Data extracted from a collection
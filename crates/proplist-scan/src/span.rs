//! Byte-offset spans into source text.

/// A half-open byte range in the source text.
#[derive(Debug, Clone, Copy, PartialEq, Eq, Hash)]
pub struct Span {
    /// Byte offset of the start (inclusive).
    pub start: usize,
    /// Byte offset of the end (exclusive).
    pub end: usize,
}

impl Span {
    /// Create a new span from start and end byte offsets.
    #[inline]
    pub fn new(start: usize, end: usize) -> Self {
        debug_assert!(start <= end);
        Self { start, end }
    }

    /// Length of this span in bytes.
    #[inline]
    pub fn len(&self) -> usize {
        self.end - self.start
    }

    /// Whether this span is empty.
    #[inline]
    pub fn is_empty(&self) -> bool {
        self.start == self.end
    }

    /// Whether the given offset falls inside this span.
    #[inline]
    pub fn contains(&self, offset: usize) -> bool {
        self.start <= offset && offset < self.end
    }

    /// Get the source text for this span.
    #[inline]
    pub fn slice<'a>(&self, source: &'a str) -> &'a str {
        &source[self.start..self.end]
    }
}

impl From<std::ops::Range<usize>> for Span {
    fn from(range: std::ops::Range<usize>) -> Self {
        Span::new(range.start, range.end)
    }
}

impl From<Span> for std::ops::Range<usize> {
    fn from(span: Span) -> Self {
        span.start..span.end
    }
}
//! Serialization settings threaded through `build_text`.

use proplist_parse::{Delimiter, EntryList};

/// Immutable settings for serializing new and patched values.
///
/// Built once per edit session, normally from the parsed list's observed
/// quote convention, and passed explicitly to every serialization call.
#[derive(Debug, Clone, Copy, PartialEq, Eq)]
pub struct SerializationContext {
    /// The quote character for new string values.
    pub default_quote: char,
}

impl Default for SerializationContext {
    fn default() -> Self {
        Self { default_quote: '"' }
    }
}

impl SerializationContext {
    /// Adopt the quote convention the parser observed in `list`, falling
    /// back to double quotes.
    pub fn for_list(list: &EntryList) -> Self {
        Self {
            default_quote: list.preferred_quote.unwrap_or('"'),
        }
    }

    /// The string delimiter matching [`Self::default_quote`].
    pub fn quote_delimiter(&self) -> Delimiter {
        Delimiter::from_quote(self.default_quote).unwrap_or(Delimiter::Double)
    }
}

#[cfg(test)]
mod tests {
    use super::*;
    use proplist_parse::{ListKind, parse_entries};

    #[test]
    fn adopts_observed_quote() {
        let list = parse_entries("{ a: 'x' }", 1, ListKind::ObjectLiteral).unwrap();
        assert_eq!(SerializationContext::for_list(&list).default_quote, '\'');
        assert_eq!(
            SerializationContext::for_list(&list).quote_delimiter(),
            Delimiter::Single
        );

        let list = parse_entries("{ a: 1 }", 1, ListKind::ObjectLiteral).unwrap();
        assert_eq!(SerializationContext::for_list(&list).default_quote, '"');
    }
}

[EXERCISE REQUIREMENTS] Read through the data above. Report each line that has the word "convention".

[ANSWER FOR THIS EXERCISE]
/// quote convention, and passed explicitly to every serialization call.
    /// Adopt the quote convention the parser observed in `list`, falling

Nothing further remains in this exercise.